Movimento dos Atingidos pelo Desastre se levanta em Blumenau

Míriam Santini de Abreu

Mais uma luta se faz sob a figueira que inunda de sombras a entrada da prefeitura de Blumenau (SC). A maioria dos homens, mulheres e crianças que ali se encontraram na tarde de 22 de janeiro não havia saído de suas casas. Para eles, o que antes era um endereço virou amontoado de terra, pedra e escombros. Identificavam-se pelo abrigo onde foram deixados pelo poder público. Mas já faz dois meses. Agora, formaram o Movimento dos Atingidos pelo Desastre e apenas ontem, organizados, arrancaram uma data na agenda do prefeito João Paulo Kleinübing. Serão recebidos na terça-feira, 27, às 14 horas.
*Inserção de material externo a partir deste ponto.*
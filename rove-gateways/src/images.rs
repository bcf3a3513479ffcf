use std::{
    fs, io,
    path::{Path, PathBuf},
};

use rove_core::gateways::image::{ImageStorage, ImageUpload};
use uuid::Uuid;

/// Stores post pictures as plain files in a single directory.
///
/// Every picture gets a random name, the name sent
/// by the client is ignored.
#[derive(Debug, Clone)]
pub struct FsImageStorage {
    dir: PathBuf,
}

impl FsImageStorage {
    pub fn try_new<P: AsRef<Path>>(dir: P) -> io::Result<Self> {
        let dir = dir.as_ref().to_path_buf();
        fs::create_dir_all(&dir)?;
        log::info!("Storing post pictures in {}", dir.display());
        Ok(Self { dir })
    }

    pub fn path(&self) -> &Path {
        &self.dir
    }

    fn file_path(&self, name: &str) -> io::Result<PathBuf> {
        // Only plain file names inside of the directory
        if name.is_empty() || name.contains(['/', '\\']) || name.starts_with('.') {
            return Err(io::Error::new(
                io::ErrorKind::InvalidInput,
                format!("Invalid image name '{name}'"),
            ));
        }
        Ok(self.dir.join(name))
    }
}

fn new_image_name(upload: &ImageUpload) -> String {
    format!(
        "{}.{}",
        Uuid::new_v4().as_simple(),
        upload.format.file_extension()
    )
}

impl ImageStorage for FsImageStorage {
    fn store_image(&self, image: &ImageUpload) -> io::Result<String> {
        let name = new_image_name(image);
        let path = self.file_path(&name)?;
        fs::write(&path, &image.data).inspect_err(|err| {
            log::warn!("Failed to write image {}: {err}", path.display());
        })?;
        log::debug!("Stored image {name} ({} bytes)", image.data.len());
        Ok(name)
    }

    fn remove_image(&self, name: &str) -> io::Result<()> {
        let path = self.file_path(name)?;
        fs::remove_file(&path)?;
        log::debug!("Removed image {name}");
        Ok(())
    }
}

#[cfg(test)]
mod tests {
    use super::*;
    use rove_core::gateways::image::ImageFormat;

    fn png() -> ImageUpload {
        ImageUpload {
            format: ImageFormat::Png,
            data: vec![0x89, b'P', b'N', b'G'],
        }
    }

    #[test]
    fn store_and_remove() {
        let tmp = tempfile::tempdir().unwrap();
        let storage = FsImageStorage::try_new(tmp.path().join("post_pics")).unwrap();
        let name = storage.store_image(&png()).unwrap();
        assert!(name.ends_with(".png"));
        let path = storage.path().join(&name);
        assert_eq!(fs::read(&path).unwrap(), png().data);

        storage.remove_image(&name).unwrap();
        assert!(!path.exists());
        assert_eq!(
            storage.remove_image(&name).unwrap_err().kind(),
            io::ErrorKind::NotFound
        );
    }

    #[test]
    fn generated_names_differ() {
        let tmp = tempfile::tempdir().unwrap();
        let storage = FsImageStorage::try_new(tmp.path()).unwrap();
        let a = storage.store_image(&png()).unwrap();
        let b = storage.store_image(&png()).unwrap();
        assert_ne!(a, b);
    }

    #[test]
    fn reject_names_outside_of_the_directory() {
        let tmp = tempfile::tempdir().unwrap();
        let storage = FsImageStorage::try_new(tmp.path()).unwrap();
        for name in ["", "../secret", "a/b.png", ".hidden"] {
            assert_eq!(
                storage.remove_image(name).unwrap_err().kind(),
                io::ErrorKind::InvalidInput
            );
        }
    }
}
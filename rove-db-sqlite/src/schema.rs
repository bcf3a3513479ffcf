///////////////////////////////////////////////////////////////////////
// Accounts
///////////////////////////////////////////////////////////////////////

table! {
    account (id) {
        id -> BigInt,
        user_name -> Text,
        location -> Text,
        first_name -> Text,
        last_name -> Text,
        password -> Text,
    }
}

///////////////////////////////////////////////////////////////////////
// Posts, comments and likes
///////////////////////////////////////////////////////////////////////

table! {
    post (id) {
        id -> BigInt,
        account_id -> BigInt,
        location -> Text,
        title -> Text,
        content -> Text,
        image -> Text,
    }
}

table! {
    comment (id) {
        id -> BigInt,
        account_id -> BigInt,
        post_id -> BigInt,
        content -> Text,
    }
}

table! {
    post_like (account_id, post_id) {
        account_id -> BigInt,
        post_id -> BigInt,
    }
}

table! {
    comment_like (account_id, comment_id) {
        account_id -> BigInt,
        comment_id -> BigInt,
    }
}

joinable!(post -> account (account_id));
joinable!(comment -> account (account_id));
joinable!(comment -> post (post_id));
joinable!(post_like -> post (post_id));
joinable!(comment_like -> comment (comment_id));

///////////////////////////////////////////////////////////////////////
// Tags
///////////////////////////////////////////////////////////////////////

table! {
    tag (id) {
        id -> BigInt,
        name -> Text,
        description -> Nullable<Text>,
    }
}

table! {
    post_tag (post_id, tag_id) {
        post_id -> BigInt,
        tag_id -> BigInt,
    }
}

joinable!(post_tag -> post (post_id));
joinable!(post_tag -> tag (tag_id));

///////////////////////////////////////////////////////////////////////
// Lodgings
///////////////////////////////////////////////////////////////////////

table! {
    lodging (id) {
        id -> BigInt,
        name -> Text,
        location -> Text,
    }
}

table! {
    lodging_visit (id) {
        id -> BigInt,
        post_id -> BigInt,
        lodging_id -> BigInt,
        cost -> Integer,
        rating -> Integer,
        comment -> Text,
    }
}

joinable!(lodging_visit -> post (post_id));
joinable!(lodging_visit -> lodging (lodging_id));

///////////////////////////////////////////////////////////////////////
// Destination folders
///////////////////////////////////////////////////////////////////////

table! {
    destination_folder (id) {
        id -> BigInt,
        account_id -> BigInt,
        name -> Text,
    }
}

table! {
    saved_destination (folder_id, post_id) {
        folder_id -> BigInt,
        post_id -> BigInt,
    }
}

joinable!(destination_folder -> account (account_id));
joinable!(saved_destination -> destination_folder (folder_id));
joinable!(saved_destination -> post (post_id));

///////////////////////////////////////////////////////////////////////
// To-do list
///////////////////////////////////////////////////////////////////////

table! {
    todo (id) {
        id -> BigInt,
        account_id -> BigInt,
        name -> Text,
        description -> Text,
    }
}

joinable!(todo -> account (account_id));

allow_tables_to_appear_in_same_query!(
    account,
    post,
    comment,
    post_like,
    comment_like,
    tag,
    post_tag,
    lodging,
    lodging_visit,
    destination_folder,
    saved_destination,
    todo,
);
“Houve uma catástrofe, mas não podemos ser esquecidos, não podem tratar isso como coisa normal”, dizia Nelson de Almeida Rodrigues, 53 anos, que está em um abrigo com a família. Ele perdeu a casa onde morava, no bairro Asilo, e quer ver cumprida a promessa que os governantes fizeram de reconstruir as moradias. Há três anos ele também espera a decisão judicial para responsabilizar quem o atropelou quando pilotava uma motocicleta. A cirurgia no fêmur direito lhe custou a plena capacidade para o trabalho. “Tem hora que dá vontade do cara gritar”, desababa Nelson.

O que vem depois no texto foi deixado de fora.